The goal of a mentoring relationship is to help your mentee. There are behaviors that some mentors may believe are helpful but are actually counterproductive and may harm a good mentoring relationship.
We've already discussed the impact that a mentor may have on the self-confidence and self-image of their mentee. The impact can indeed be huge.
Because of this impact, criticizing your mentee must be avoided. This is not to say that you, as a mentor, cannot provide difficult feedback to your mentee; quite the contrary. The difference is that criticism is at its core evaluative and judgmental. Typically, the outcome of criticism is not to encourage positive change, but rather to create fear and hesitation in the recipient of the criticism.

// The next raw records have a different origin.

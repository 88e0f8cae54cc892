//! WebSocket-backed session client.
//!
//! One task reads server frames, resolving pending requests by id and fanning
//! events out; another drains the outgoing queue. Handles are cheap clones
//! sharing the same pending map and channels.

use std::collections::HashMap;
use std::sync::atomic::{AtomicU64, Ordering};
use std::sync::Arc;
use std::time::Duration;

use anyhow::Result;
use async_trait::async_trait;
use futures_util::{SinkExt, StreamExt};
use serde_json::Value;
use tokio::sync::{broadcast, mpsc, oneshot, watch, Mutex};
use tokio_tungstenite::{connect_async, tungstenite::Message};

use super::{ApiError, Session, SessionEvent};
use crate::history::HistoryEntry;
use crate::mirror::MirrorState;
use crate::session::wire::{ClientFrame, EventFrame, RequestBody, ServerFrame};

const EVENT_CHANNEL_CAPACITY: usize = 64;
const RECONNECT_DELAY: Duration = Duration::from_secs(3);

impl From<&EventFrame> for SessionEvent {
    fn from(frame: &EventFrame) -> Self {
        match frame {
            EventFrame::BankrollChanged { .. } => SessionEvent::BankrollChanged,
            EventFrame::GameEnded => SessionEvent::GameEnded,
            EventFrame::BankrollStatsChanged { .. } => SessionEvent::BankrollStatsChanged,
            EventFrame::UnameChanged { .. } => SessionEvent::UnameChanged,
        }
    }
}

/// Socket client for the game server.
pub struct SocketSession {
    url: String,
    next_id: Arc<AtomicU64>,
    tx: Arc<Mutex<Option<mpsc::Sender<ClientFrame>>>>,
    pending: Arc<Mutex<HashMap<u64, oneshot::Sender<Result<Value, ApiError>>>>>,
    events: broadcast::Sender<SessionEvent>,
    mirror_tx: Arc<watch::Sender<MirrorState>>,
}

impl SocketSession {
    pub fn new(url: impl Into<String>) -> Self {
        let (events, _) = broadcast::channel(EVENT_CHANNEL_CAPACITY);
        let (mirror_tx, _) = watch::channel(MirrorState::default());
        Self {
            url: url.into(),
            next_id: Arc::new(AtomicU64::new(1)),
            tx: Arc::new(Mutex::new(None)),
            pending: Arc::new(Mutex::new(HashMap::new())),
            events,
            mirror_tx: Arc::new(mirror_tx),
        }
    }

    pub fn url(&self) -> &str {
        &self.url
    }

    /// Connect and pump frames until the connection drops.
    pub async fn run(&self) -> Result<()> {
        let (ws_stream, _) = connect_async(&self.url).await?;
        tracing::info!("Connected to game server at {}", self.url);

        let (mut write, mut read) = ws_stream.split();

        let (tx, mut rx) = mpsc::channel::<ClientFrame>(32);
        {
            let mut tx_lock = self.tx.lock().await;
            *tx_lock = Some(tx);
        }

        let pending = Arc::clone(&self.pending);
        let events = self.events.clone();
        let mirror_tx = Arc::clone(&self.mirror_tx);

        let read_handle = tokio::spawn(async move {
            while let Some(msg) = read.next().await {
                match msg {
                    Ok(Message::Text(text)) => match serde_json::from_str::<ServerFrame>(&text) {
                        Ok(ServerFrame::Response { id, result, error }) => {
                            let mut pending = pending.lock().await;
                            if let Some(waiter) = pending.remove(&id) {
                                let outcome = match error {
                                    Some(code) => Err(ApiError::from_wire(code)),
                                    None => Ok(result),
                                };
                                let _ = waiter.send(outcome);
                            } else {
                                tracing::warn!("Response for unknown request id {}", id);
                            }
                        }
                        Ok(ServerFrame::Event { event }) => {
                            mirror_tx.send_modify(|state| state.apply_event(&event));
                            // No subscribers yet is fine; events are best-effort
                            let _ = events.send(SessionEvent::from(&event));
                        }
                        Err(e) => {
                            tracing::warn!("Failed to parse server frame: {}", e);
                        }
                    },
                    Ok(Message::Close(_)) => {
                        tracing::info!("Server closed connection");
                        break;
                    }
                    Ok(Message::Ping(_)) => {}
                    Err(e) => {
                        tracing::error!("WebSocket error: {}", e);
                        break;
                    }
                    _ => {}
                }
            }
        });

        let write_handle = tokio::spawn(async move {
            while let Some(frame) = rx.recv().await {
                let json = match serde_json::to_string(&frame) {
                    Ok(j) => j,
                    Err(e) => {
                        tracing::error!("Failed to serialize frame: {}", e);
                        continue;
                    }
                };
                if let Err(e) = write.send(Message::Text(json)).await {
                    tracing::error!("Failed to send frame: {}", e);
                    break;
                }
            }
        });

        tokio::select! {
            _ = read_handle => {}
            _ = write_handle => {}
        }

        self.disconnect().await;
        Ok(())
    }

    /// Keep the session alive, reconnecting after a short delay whenever the
    /// connection drops.
    pub async fn run_with_reconnect(self: Arc<Self>) {
        loop {
            if let Err(e) = self.run().await {
                tracing::warn!("Session connection failed: {}", e);
            }
            tokio::time::sleep(RECONNECT_DELAY).await;
        }
    }

    async fn disconnect(&self) {
        {
            let mut tx_lock = self.tx.lock().await;
            *tx_lock = None;
        }
        // Dropping the waiters makes in-flight requests observe the loss
        let mut pending = self.pending.lock().await;
        let count = pending.len();
        pending.clear();
        if count > 0 {
            tracing::debug!("Dropped {} pending requests on disconnect", count);
        }
    }

    /// Send a request and await its correlated response. There is
    /// deliberately no timeout: a blocked divest legitimately waits as long
    /// as the server needs.
    async fn request(&self, body: RequestBody) -> Result<Value, ApiError> {
        let id = self.next_id.fetch_add(1, Ordering::Relaxed);
        let (waiter_tx, waiter_rx) = oneshot::channel();
        {
            let mut pending = self.pending.lock().await;
            pending.insert(id, waiter_tx);
        }

        let sender = {
            let tx_lock = self.tx.lock().await;
            tx_lock.clone()
        };
        let Some(sender) = sender else {
            self.pending.lock().await.remove(&id);
            return Err(ApiError::Transport("not connected".to_string()));
        };

        if sender.send(ClientFrame { id, body }).await.is_err() {
            self.pending.lock().await.remove(&id);
            return Err(ApiError::Transport("connection closed".to_string()));
        }

        waiter_rx
            .await
            .map_err(|_| ApiError::Transport("connection closed".to_string()))?
    }
}

#[async_trait]
impl Session for SocketSession {
    async fn bankroll_history(&self) -> Result<Vec<HistoryEntry>, ApiError> {
        let result = self.request(RequestBody::GetBankrollHistory).await?;
        serde_json::from_value(result)
            .map_err(|e| ApiError::Transport(format!("malformed history payload: {}", e)))
    }

    async fn divest(&self, amount: u64) -> Result<(), ApiError> {
        self.request(RequestBody::Divest { amount }).await.map(|_| ())
    }

    fn events(&self) -> broadcast::Receiver<SessionEvent> {
        self.events.subscribe()
    }

    fn mirror(&self) -> watch::Receiver<MirrorState> {
        self.mirror_tx.subscribe()
    }
}

impl Clone for SocketSession {
    fn clone(&self) -> Self {
        Self {
            url: self.url.clone(),
            next_id: Arc::clone(&self.next_id),
            tx: Arc::clone(&self.tx),
            pending: Arc::clone(&self.pending),
            events: self.events.clone(),
            mirror_tx: Arc::clone(&self.mirror_tx),
        }
    }
}
//! Modal confirmation prompt bridging the async protocol and the
//! immediate-mode GUI.
//!
//! The protocol awaits `Confirm::confirm`; that parks a prompt in shared
//! state which the app renders as a modal each frame until the user answers
//! through the oneshot channel.

use std::sync::{Arc, Mutex};

use async_trait::async_trait;
use tokio::sync::oneshot;

use crate::divest::Confirm;

/// A prompt waiting for the user's answer.
pub struct PendingPrompt {
    pub message: String,
    answer: Option<oneshot::Sender<bool>>,
}

impl PendingPrompt {
    /// Resolve the prompt. Safe to call once; later calls are no-ops.
    pub fn answer(&mut self, accepted: bool) {
        if let Some(tx) = self.answer.take() {
            let _ = tx.send(accepted);
        }
    }
}

/// Shared confirm collaborator handed to the protocol and the app.
#[derive(Clone, Default)]
pub struct ModalConfirm {
    pending: Arc<Mutex<Option<PendingPrompt>>>,
}

impl ModalConfirm {
    pub fn new() -> Self {
        Self::default()
    }

    /// Borrow the pending prompt, if any. The app renders and answers it.
    pub fn with_pending<R>(&self, f: impl FnOnce(&mut PendingPrompt) -> R) -> Option<R> {
        let mut slot = self.pending.lock().ok()?;
        slot.as_mut().map(f)
    }

    pub fn has_pending(&self) -> bool {
        self.pending
            .lock()
            .map(|slot| slot.is_some())
            .unwrap_or(false)
    }

    /// Clear the prompt. Called after an answer and on view teardown;
    /// dropping an unanswered sender reads as a decline.
    pub fn clear(&self) {
        if let Ok(mut slot) = self.pending.lock() {
            *slot = None;
        }
    }
}

#[async_trait]
impl Confirm for ModalConfirm {
    async fn confirm(&self, message: &str) -> bool {
        let (tx, rx) = oneshot::channel();
        {
            let Ok(mut slot) = self.pending.lock() else {
                return false;
            };
            *slot = Some(PendingPrompt {
                message: message.to_string(),
                answer: Some(tx),
            });
        }
        // A dropped sender (teardown, replaced prompt) counts as a decline
        rx.await.unwrap_or(false)
    }
}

To avoid criticizing, take the time to think through how you will provide a mentee with feedback. Use a dialogue approach, asking discovery questions (see Mentoring Skills, above), to allow your mentee an opportunity to identify how they might do better.
While the breadth of your experience may make you a valuable or knowledgeable mentor, a mentor relationship is not an opportunity for you to prove to your mentee how much you have learned through your experiences. Instead, it is an opportunity for you to provide a safe place for your mentee to learn from their experiences. Giving advice takes away this opportunity. It produces little or no growth or learning in your mentee. You might have an opinion or information which may be appropriate to share, but beware when you begin a statement with “What I think you should do …” or “If I were you, …” By giving advice, you're cheating your mentee out of the essential experiences of a mentoring relationship and out of professional growth.
There may be times when it would just be easier to tell your mentee what to do; after all, the appropriate action may seem obvious. It may also seem easier sometimes to just do something on behalf of your mentee. When this urge strikes you, remember this old proverb: "Give a man a fish, he eats for a day; teach him to fish and he eats for life."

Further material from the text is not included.